YOUR GOAL: Look through the records and copy every line in which "NotEq" appears.

DATASET CONTENT:
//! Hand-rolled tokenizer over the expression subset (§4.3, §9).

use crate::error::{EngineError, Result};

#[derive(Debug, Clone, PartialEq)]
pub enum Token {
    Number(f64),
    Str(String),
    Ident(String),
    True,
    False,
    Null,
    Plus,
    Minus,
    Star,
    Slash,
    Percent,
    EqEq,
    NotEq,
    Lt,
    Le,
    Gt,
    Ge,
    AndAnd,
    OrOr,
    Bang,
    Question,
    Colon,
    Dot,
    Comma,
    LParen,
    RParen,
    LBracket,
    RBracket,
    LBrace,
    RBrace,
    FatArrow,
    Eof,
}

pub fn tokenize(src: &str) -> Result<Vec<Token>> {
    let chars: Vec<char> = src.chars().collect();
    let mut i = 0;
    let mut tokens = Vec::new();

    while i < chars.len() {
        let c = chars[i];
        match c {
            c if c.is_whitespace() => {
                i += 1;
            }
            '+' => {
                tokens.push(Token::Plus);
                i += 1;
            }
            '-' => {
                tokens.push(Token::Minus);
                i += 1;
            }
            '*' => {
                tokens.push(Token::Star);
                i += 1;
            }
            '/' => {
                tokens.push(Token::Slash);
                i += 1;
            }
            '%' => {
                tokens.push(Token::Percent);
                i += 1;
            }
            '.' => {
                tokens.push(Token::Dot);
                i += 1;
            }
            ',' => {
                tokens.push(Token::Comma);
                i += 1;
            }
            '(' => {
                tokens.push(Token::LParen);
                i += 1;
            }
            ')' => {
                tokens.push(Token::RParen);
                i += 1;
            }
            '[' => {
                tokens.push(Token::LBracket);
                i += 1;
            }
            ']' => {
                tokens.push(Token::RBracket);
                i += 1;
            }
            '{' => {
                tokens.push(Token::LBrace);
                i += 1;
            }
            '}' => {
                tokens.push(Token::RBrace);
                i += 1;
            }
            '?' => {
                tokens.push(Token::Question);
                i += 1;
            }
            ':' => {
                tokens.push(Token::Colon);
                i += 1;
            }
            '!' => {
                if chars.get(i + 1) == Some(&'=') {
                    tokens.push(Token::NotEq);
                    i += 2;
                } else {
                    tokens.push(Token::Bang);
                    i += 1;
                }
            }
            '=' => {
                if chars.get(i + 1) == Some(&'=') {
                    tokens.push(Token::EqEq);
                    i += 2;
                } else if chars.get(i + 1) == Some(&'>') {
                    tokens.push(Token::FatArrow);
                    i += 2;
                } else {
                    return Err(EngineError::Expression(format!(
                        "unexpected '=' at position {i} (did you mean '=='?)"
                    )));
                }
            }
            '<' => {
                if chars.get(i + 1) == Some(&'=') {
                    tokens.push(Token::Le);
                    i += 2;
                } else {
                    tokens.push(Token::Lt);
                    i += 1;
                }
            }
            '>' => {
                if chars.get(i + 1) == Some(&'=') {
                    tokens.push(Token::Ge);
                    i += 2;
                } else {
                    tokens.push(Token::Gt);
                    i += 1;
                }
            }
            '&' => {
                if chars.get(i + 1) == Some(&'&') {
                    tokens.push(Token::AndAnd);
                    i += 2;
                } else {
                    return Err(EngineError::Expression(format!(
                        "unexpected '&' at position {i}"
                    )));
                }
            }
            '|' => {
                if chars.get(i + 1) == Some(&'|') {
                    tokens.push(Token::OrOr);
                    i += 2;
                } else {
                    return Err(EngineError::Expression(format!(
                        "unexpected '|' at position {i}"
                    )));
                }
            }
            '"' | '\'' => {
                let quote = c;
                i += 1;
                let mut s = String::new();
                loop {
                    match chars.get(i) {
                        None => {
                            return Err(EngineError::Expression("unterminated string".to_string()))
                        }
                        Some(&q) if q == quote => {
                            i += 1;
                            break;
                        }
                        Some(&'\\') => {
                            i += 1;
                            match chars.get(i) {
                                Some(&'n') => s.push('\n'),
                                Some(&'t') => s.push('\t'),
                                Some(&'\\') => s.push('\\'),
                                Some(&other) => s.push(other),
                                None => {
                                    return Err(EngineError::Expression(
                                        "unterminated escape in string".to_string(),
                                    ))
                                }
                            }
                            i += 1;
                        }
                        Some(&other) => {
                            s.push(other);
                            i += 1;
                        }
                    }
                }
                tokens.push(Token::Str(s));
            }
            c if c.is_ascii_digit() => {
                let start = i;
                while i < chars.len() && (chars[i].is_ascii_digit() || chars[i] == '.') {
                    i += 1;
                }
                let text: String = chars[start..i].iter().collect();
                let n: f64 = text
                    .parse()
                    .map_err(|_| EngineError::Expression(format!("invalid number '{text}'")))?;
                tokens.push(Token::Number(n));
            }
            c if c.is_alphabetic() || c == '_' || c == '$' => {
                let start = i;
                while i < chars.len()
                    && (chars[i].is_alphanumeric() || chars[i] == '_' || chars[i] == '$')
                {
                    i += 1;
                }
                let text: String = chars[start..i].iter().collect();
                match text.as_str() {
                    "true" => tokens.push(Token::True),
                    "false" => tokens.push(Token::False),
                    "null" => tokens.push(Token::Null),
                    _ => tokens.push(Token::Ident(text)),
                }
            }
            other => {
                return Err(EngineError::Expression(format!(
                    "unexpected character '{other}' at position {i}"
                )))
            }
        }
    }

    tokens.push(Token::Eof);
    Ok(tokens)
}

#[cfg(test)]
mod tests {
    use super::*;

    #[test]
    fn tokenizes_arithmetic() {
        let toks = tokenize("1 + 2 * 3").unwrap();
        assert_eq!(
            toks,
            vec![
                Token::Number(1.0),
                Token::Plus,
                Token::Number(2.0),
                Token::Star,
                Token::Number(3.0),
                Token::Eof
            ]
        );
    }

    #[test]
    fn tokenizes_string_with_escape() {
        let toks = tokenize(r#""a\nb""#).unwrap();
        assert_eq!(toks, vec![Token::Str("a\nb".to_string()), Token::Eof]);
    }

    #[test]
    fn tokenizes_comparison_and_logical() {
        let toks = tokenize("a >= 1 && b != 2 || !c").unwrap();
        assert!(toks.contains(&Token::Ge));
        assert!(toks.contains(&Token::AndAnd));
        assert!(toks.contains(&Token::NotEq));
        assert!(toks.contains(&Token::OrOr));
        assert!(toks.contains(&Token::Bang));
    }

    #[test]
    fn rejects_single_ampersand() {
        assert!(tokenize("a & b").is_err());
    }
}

PROBLEM SOLUTION:
    NotEq,
                    tokens.push(Token::NotEq);
        assert!(toks.contains(&Token::NotEq));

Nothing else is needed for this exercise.